Events

3rd Annual Finding Our Roots CALL FOR WORKSHOP PROPOSALS April 24-26 2009, Chicago The theme of this year’s conference is SPACE. Why and how is space important to anarchists, and so often central to our struggles? What do we mean when we talk about “anarchist space”? What different spaces have anarchists created and struggled to keep and maintain; how have these spaces functioned and thrived, or failed to do so? What kinds of anarchist spaces exist currently, and how are they serving anarchist community as well as contributing to larger struggles for liberation and against capitalism? Examples could include infoshops, multiuse spaces, housing collectives, squats, farms, gardens, parks, free schools, workers’ collectives, or any other space dedicated to radical purpose and used by anarchists as a focal point or staging ground of struggle.

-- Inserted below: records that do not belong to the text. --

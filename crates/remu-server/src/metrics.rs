//! Prometheus request metrics.

use std::sync::Arc;
use std::time::Instant;

use axum::{
    extract::{Request, State},
    http::{header, StatusCode},
    middleware::Next,
    response::{IntoResponse, Response},
};
use prometheus::{
    Encoder, HistogramOpts, HistogramVec, IntCounterVec, Opts, Registry, TextEncoder,
};

use crate::host::{clean_host, collapse_slashes, request_host};
use crate::routing::ServedAs;
use crate::server::ServerError;

/// Request counters and latency histograms.
#[derive(Clone)]
pub struct Metrics {
    registry: Registry,
    requests_total: IntCounterVec,
    request_duration: HistogramVec,
}

impl Metrics {
    /// Create and register the request metrics.
    pub fn new() -> Result<Self, ServerError> {
        let registry = Registry::new();

        let requests_total = IntCounterVec::new(
            Opts::new("http_requests_total", "Total number of HTTP requests."),
            &["host", "method", "code", "route"],
        )?;
        let request_duration = HistogramVec::new(
            HistogramOpts::new(
                "http_request_duration_seconds",
                "HTTP request duration in seconds.",
            ),
            &["host", "method", "route"],
        )?;

        registry.register(Box::new(requests_total.clone()))?;
        registry.register(Box::new(request_duration.clone()))?;

        Ok(Self {
            registry,
            requests_total,
            request_duration,
        })
    }

    /// Record one finished request.
    pub fn observe(&self, host: &str, method: &str, status: u16, route: &str, seconds: f64) {
        let code = status.to_string();
        self.requests_total
            .with_label_values(&[host, method, code.as_str(), route])
            .inc();
        self.request_duration
            .with_label_values(&[host, method, route])
            .observe(seconds);
    }

    /// Render all metrics in the text exposition format.
    pub fn render(&self) -> Result<String, ServerError> {
        let mut buf = Vec::new();
        TextEncoder::new().encode(&self.registry.gather(), &mut buf)?;
        String::from_utf8(buf).map_err(|e| ServerError::Metrics(e.to_string()))
    }
}

/// Label for the `route` dimension.
///
/// Static traffic is grouped so arbitrary paths do not explode cardinality.
pub fn route_label(raw: &str, status: StatusCode, served_as: Option<ServedAs>) -> String {
    let raw = collapse_slashes(raw);
    match served_as {
        Some(ServedAs::Api) => raw,
        Some(ServedAs::Html) => "<html>".to_string(),
        Some(ServedAs::Static) | Some(ServedAs::StaticAttempt) => "<static>".to_string(),
        Some(ServedAs::SpaFallback) => "<spa fallback>".to_string(),
        None if status == StatusCode::NOT_FOUND => "<404>".to_string(),
        None => raw,
    }
}

/// Middleware recording every request.
pub async fn track(State(metrics): State<Arc<Metrics>>, req: Request, next: Next) -> Response {
    let start = Instant::now();

    let host = request_host(&req)
        .map(|h| clean_host(h).to_lowercase())
        .filter(|h| !h.is_empty())
        .unwrap_or_else(|| "unknown".to_string());
    let method = req.method().as_str().to_uppercase();
    let raw_path = req.uri().path().to_string();

    let response = next.run(req).await;

    let status = response.status();
    let served_as = response.extensions().get::<ServedAs>().copied();
    let route = route_label(&raw_path, status, served_as);

    metrics.observe(
        &host,
        &method,
        status.as_u16(),
        &route,
        start.elapsed().as_secs_f64(),
    );

    response
}

/// Handler for `GET /metrics`.
pub async fn metrics_handler(State(metrics): State<Arc<Metrics>>) -> Response {
    match metrics.render() {
        Ok(body) => (
            [(header::CONTENT_TYPE, TextEncoder::new().format_type().to_string())],
            body,
        )
            .into_response(),
        Err(e) => {
            tracing::warn!("Failed to render metrics: {}", e);
            StatusCode::INTERNAL_SERVER_ERROR.into_response()
        }
    }
}
//! Rendering a resolved configuration for the build tool.

use std::collections::BTreeMap;
use std::path::PathBuf;
use std::str::FromStr;

use serde::Serialize;

use crate::resolver::BuildConfig;

/// Output formats for the rendered configuration.
#[derive(Debug, Clone, Copy, PartialEq, Eq, Default)]
pub enum OutputFormat {
    #[default]
    Json,
    Toml,
}

impl FromStr for OutputFormat {
    type Err = EmitError;

    fn from_str(s: &str) -> Result<Self, Self::Err> {
        match s.to_ascii_lowercase().as_str() {
            "json" => Ok(Self::Json),
            "toml" => Ok(Self::Toml),
            other => Err(EmitError::UnknownFormat(other.to_string())),
        }
    }
}

/// Errors that can occur when rendering.
#[derive(Debug, thiserror::Error)]
pub enum EmitError {
    #[error("Unknown output format: {0} (expected json or toml)")]
    UnknownFormat(String),

    #[error("Failed to serialize JSON: {0}")]
    Json(#[from] serde_json::Error),

    #[error("Failed to serialize TOML: {0}")]
    Toml(#[from] toml::ser::Error),
}

/// Configuration document in the shape the build tool reads.
#[derive(Debug, Clone, Serialize, PartialEq)]
#[serde(rename_all = "camelCase")]
pub struct ToolConfig {
    pub root: String,
    pub src_dir: PathBuf,
    pub out_dir: PathBuf,
    pub vite: ViteOptions,
    pub server: ServerOptions,
}

#[derive(Debug, Clone, Serialize, PartialEq)]
pub struct ViteOptions {
    pub resolve: ResolveOptions,
}

#[derive(Debug, Clone, Serialize, PartialEq)]
pub struct ResolveOptions {
    pub alias: BTreeMap<String, PathBuf>,
}

#[derive(Debug, Clone, Serialize, PartialEq)]
#[serde(rename_all = "camelCase")]
pub struct ServerOptions {
    pub allowed_hosts: Vec<String>,
}

impl From<&BuildConfig> for ToolConfig {
    fn from(config: &BuildConfig) -> Self {
        Self {
            root: ".".to_string(),
            src_dir: config.source_dir.clone(),
            out_dir: config.output_dir.clone(),
            vite: ViteOptions {
                resolve: ResolveOptions {
                    alias: config.aliases.clone(),
                },
            },
            server: ServerOptions {
                allowed_hosts: config.allowed_hosts.iter().cloned().collect(),
            },
        }
    }
}

impl ToolConfig {
    /// Render the document in the requested format.
    pub fn render(&self, format: OutputFormat) -> Result<String, EmitError> {
        let rendered = match format {
            OutputFormat::Json => serde_json::to_string_pretty(self)?,
            OutputFormat::Toml => toml::to_string_pretty(self)?,
        };
        Ok(rendered)
    }
}

#[cfg(test)]
mod tests {
    use super::*;
    use crate::resolver::SiteResolver;
    use pretty_assertions::assert_eq;

    fn acme() -> ToolConfig {
        let config = SiteResolver::new("/abs/project")
            .unwrap()
            .resolve(Some("acme"))
            .unwrap();
        ToolConfig::from(&config)
    }

    #[test]
    fn renders_tool_shaped_json() {
        let json = acme().render(OutputFormat::Json).unwrap();
        let value: serde_json::Value = serde_json::from_str(&json).unwrap();

        assert_eq!(
            value,
            serde_json::json!({
                "root": ".",
                "srcDir": "/abs/project/src/sites/acme",
                "outDir": "dist/acme",
                "vite": { "resolve": { "alias": { "@shared": "/abs/project/src/shared" } } },
                "server": { "allowedHosts": ["remu"] }
            })
        );
    }

    #[test]
    fn renders_toml() {
        let rendered = acme().render(OutputFormat::Toml).unwrap();
        let value: toml::Value = toml::from_str(&rendered).unwrap();

        assert_eq!(value["srcDir"].as_str(), Some("/abs/project/src/sites/acme"));
        assert_eq!(value["outDir"].as_str(), Some("dist/acme"));
        assert_eq!(
            value["vite"]["resolve"]["alias"]["@shared"].as_str(),
            Some("/abs/project/src/shared")
        );
        assert_eq!(value["server"]["allowedHosts"][0].as_str(), Some("remu"));
    }

    #[test]
    fn parses_formats() {
        assert_eq!("json".parse::<OutputFormat>().unwrap(), OutputFormat::Json);
        assert_eq!("TOML".parse::<OutputFormat>().unwrap(), OutputFormat::Toml);
        assert!("yaml".parse::<OutputFormat>().is_err());
    }
}
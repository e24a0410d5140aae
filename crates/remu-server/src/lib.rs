//! Multi-domain static host for built remu sites.
//!
//! Serves several `dist/<site>` trees from memory, choosing the site by the
//! request's `Host` header, with a small API surface for selected domains
//! and Prometheus request metrics on a separate listener.

pub mod api;
pub mod cache;
pub mod config;
pub mod host;
pub mod metrics;
pub mod routing;
pub mod server;
pub mod watcher;

pub use cache::{CachedFile, StaticCache};
pub use config::{DomainConfig, ServerConfig};
pub use metrics::Metrics;
pub use routing::{Resolution, ServedAs};
pub use server::{AppState, ServeOptions, Server, ServerError};
pub use watcher::{FileWatcher, WatchEvent};
//! CLI command implementations.

pub mod init;
pub mod serve;
pub mod site;
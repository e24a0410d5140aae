//! In-memory cache of the built sites.

use std::collections::HashMap;
use std::fs;
use std::path::{Path, PathBuf};

use axum::body::Bytes;
use rayon::prelude::*;
use walkdir::WalkDir;

use crate::config::ServerConfig;

/// A cached file body and its content type.
#[derive(Debug, Clone, PartialEq, Eq)]
pub struct CachedFile {
    pub data: Bytes,
    pub content_type: String,
}

/// Files of every configured domain, keyed `host + "/" + relative path`.
#[derive(Debug, Default, Clone)]
pub struct StaticCache {
    files: HashMap<String, CachedFile>,
}

impl StaticCache {
    /// Read every file under each domain's static path.
    ///
    /// Missing directories contribute nothing. Files that cannot be read are
    /// logged and skipped.
    pub fn preload(config: &ServerConfig) -> Self {
        let mut files = HashMap::new();

        for domain in &config.domains {
            let found: Vec<PathBuf> = WalkDir::new(&domain.static_path)
                .follow_links(true)
                .into_iter()
                .filter_map(|e| e.ok())
                .filter(|e| e.file_type().is_file())
                .map(|e| e.into_path())
                .collect();

            let loaded: Vec<(String, CachedFile)> = found
                .par_iter()
                .filter_map(|path| load_file(&domain.host, &domain.static_path, path))
                .collect();

            tracing::info!(
                "Cached {} files for {} from {}",
                loaded.len(),
                domain.host,
                domain.static_path.display()
            );

            files.extend(loaded);
        }

        Self { files }
    }

    /// Look up a cache key.
    pub fn get(&self, key: &str) -> Option<&CachedFile> {
        self.files.get(key)
    }

    /// Insert an entry directly.
    pub fn insert(&mut self, key: impl Into<String>, file: CachedFile) {
        self.files.insert(key.into(), file);
    }

    /// Number of cached files.
    pub fn len(&self) -> usize {
        self.files.len()
    }

    /// Whether the cache holds no files.
    pub fn is_empty(&self) -> bool {
        self.files.is_empty()
    }
}

fn load_file(host: &str, root: &Path, path: &Path) -> Option<(String, CachedFile)> {
    let relative = path.strip_prefix(root).ok()?;
    let relative = relative
        .components()
        .map(|c| c.as_os_str().to_string_lossy())
        .collect::<Vec<_>>()
        .join("/");

    let data = match fs::read(path) {
        Ok(data) => data,
        Err(e) => {
            tracing::warn!("Error reading {}: {}", path.display(), e);
            return None;
        }
    };

    let content_type = mime_guess::from_path(path)
        .first_raw()
        .unwrap_or("application/octet-stream")
        .to_string();

    Some((
        format!("{}/{}", host, relative),
        CachedFile {
            data: Bytes::from(data),
            content_type,
        },
    ))
}

#[cfg(test)]
mod tests {
    use super::*;
    use crate::config::DomainConfig;
    use tempfile::tempdir;

    fn config_for(host: &str, root: &Path) -> ServerConfig {
        ServerConfig {
            domains: vec![DomainConfig {
                host: host.to_string(),
                static_path: root.to_path_buf(),
                api_enabled: false,
            }],
            ..Default::default()
        }
    }

    #[test]
    fn preloads_nested_files() {
        let temp = tempdir().unwrap();
        fs::create_dir_all(temp.path().join("assets")).unwrap();
        fs::write(temp.path().join("index.html"), "<h1>Home</h1>").unwrap();
        fs::write(temp.path().join("assets/app.js"), "console.log(1)").unwrap();
        fs::write(temp.path().join("blob"), [0u8, 1, 2]).unwrap();

        let cache = StaticCache::preload(&config_for("acme.test", temp.path()));

        assert_eq!(cache.len(), 3);

        let index = cache.get("acme.test/index.html").unwrap();
        assert_eq!(index.content_type, "text/html");
        assert_eq!(index.data, Bytes::from_static(b"<h1>Home</h1>"));

        let js = cache.get("acme.test/assets/app.js").unwrap();
        assert!(js.content_type.contains("javascript"));

        let blob = cache.get("acme.test/blob").unwrap();
        assert_eq!(blob.content_type, "application/octet-stream");
    }

    #[test]
    fn missing_directory_is_empty() {
        let temp = tempdir().unwrap();
        let cache = StaticCache::preload(&config_for("acme.test", &temp.path().join("nope")));

        assert!(cache.is_empty());
    }
}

Announcing the 3rd Annual NYC Anarchist Book Fair When: April 11, 2009 Where: Judson Memorial Church, 55 Washington Square South, Manhattan New York City, a center of anarchist life, culture, struggle, and ideas for 150 years, will host its third annual NYC Anarchist Book Fair, a one-day exposition of books, zines, pamphlets, art, film/video, and other cultural and very political productions of the anarchist scene worldwide, on April 11, 2009 at Judson Memorial Church in Manhattan. In addition there will be two days of panels, presentations, workshops, and skillshares to provide further opportunities to learn more and share your own experience and creativity. The goal of the book fair is to enable people to connect with one another as well as to provide broader access to the rich and varied field of anarchist ideas and practices. We're living in interesting times; as they say, crisis equals both risk and opportunity. Now is the perfect time to be exploring those ideas and practices and bringing them into play in our communities and the world.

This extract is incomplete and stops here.